• What needs to be done
Look through the listing for the word "filename". Copy each line that has it.

The input Block Start

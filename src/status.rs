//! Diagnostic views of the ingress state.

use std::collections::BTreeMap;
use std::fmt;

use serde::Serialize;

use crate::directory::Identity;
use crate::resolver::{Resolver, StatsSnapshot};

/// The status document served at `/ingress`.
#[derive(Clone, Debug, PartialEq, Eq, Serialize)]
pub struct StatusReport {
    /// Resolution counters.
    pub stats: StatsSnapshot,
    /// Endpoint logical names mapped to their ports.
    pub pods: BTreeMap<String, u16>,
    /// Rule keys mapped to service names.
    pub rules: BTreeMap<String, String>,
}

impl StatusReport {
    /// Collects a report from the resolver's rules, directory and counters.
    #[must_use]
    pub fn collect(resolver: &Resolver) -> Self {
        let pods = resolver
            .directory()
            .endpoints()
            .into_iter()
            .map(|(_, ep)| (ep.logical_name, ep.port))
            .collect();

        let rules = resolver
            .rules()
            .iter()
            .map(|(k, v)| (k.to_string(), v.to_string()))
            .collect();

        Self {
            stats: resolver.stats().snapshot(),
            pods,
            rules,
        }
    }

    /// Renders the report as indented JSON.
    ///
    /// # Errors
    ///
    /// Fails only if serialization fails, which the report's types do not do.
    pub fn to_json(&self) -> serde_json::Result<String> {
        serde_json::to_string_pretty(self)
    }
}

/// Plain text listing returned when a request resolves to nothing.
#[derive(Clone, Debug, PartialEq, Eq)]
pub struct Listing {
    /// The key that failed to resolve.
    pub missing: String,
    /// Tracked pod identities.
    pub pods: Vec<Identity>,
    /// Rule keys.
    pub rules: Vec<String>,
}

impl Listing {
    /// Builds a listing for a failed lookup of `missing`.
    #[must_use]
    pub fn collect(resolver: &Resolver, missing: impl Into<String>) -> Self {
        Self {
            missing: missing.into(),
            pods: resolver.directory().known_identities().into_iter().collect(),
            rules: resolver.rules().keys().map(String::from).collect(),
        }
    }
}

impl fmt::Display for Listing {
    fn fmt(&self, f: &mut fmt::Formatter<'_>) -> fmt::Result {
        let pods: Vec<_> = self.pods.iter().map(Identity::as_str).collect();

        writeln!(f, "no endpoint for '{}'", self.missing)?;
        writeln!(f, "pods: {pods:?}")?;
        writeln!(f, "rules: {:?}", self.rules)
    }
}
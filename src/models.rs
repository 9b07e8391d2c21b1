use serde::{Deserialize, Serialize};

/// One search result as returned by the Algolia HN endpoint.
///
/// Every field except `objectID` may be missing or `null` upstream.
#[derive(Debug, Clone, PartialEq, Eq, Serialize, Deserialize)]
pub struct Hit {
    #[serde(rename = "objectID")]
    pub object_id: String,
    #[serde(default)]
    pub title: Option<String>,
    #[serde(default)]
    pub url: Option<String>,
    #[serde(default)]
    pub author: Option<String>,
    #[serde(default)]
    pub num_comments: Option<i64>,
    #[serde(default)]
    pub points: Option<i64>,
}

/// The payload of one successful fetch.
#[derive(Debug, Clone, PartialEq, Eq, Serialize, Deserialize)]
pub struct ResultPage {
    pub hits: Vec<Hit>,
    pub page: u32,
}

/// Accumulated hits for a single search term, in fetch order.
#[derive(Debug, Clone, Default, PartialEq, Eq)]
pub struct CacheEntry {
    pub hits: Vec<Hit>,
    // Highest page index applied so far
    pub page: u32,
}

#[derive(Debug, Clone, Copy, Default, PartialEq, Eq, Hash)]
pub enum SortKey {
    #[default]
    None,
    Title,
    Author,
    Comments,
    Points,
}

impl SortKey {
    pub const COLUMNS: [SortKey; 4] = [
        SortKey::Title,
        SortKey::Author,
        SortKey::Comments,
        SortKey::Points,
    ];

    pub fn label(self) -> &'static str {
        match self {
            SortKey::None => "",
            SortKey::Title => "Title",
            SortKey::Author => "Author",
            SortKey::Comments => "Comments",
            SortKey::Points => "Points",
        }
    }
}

The input Block End

• Your response
filename src/status.rs
filename src/models.rs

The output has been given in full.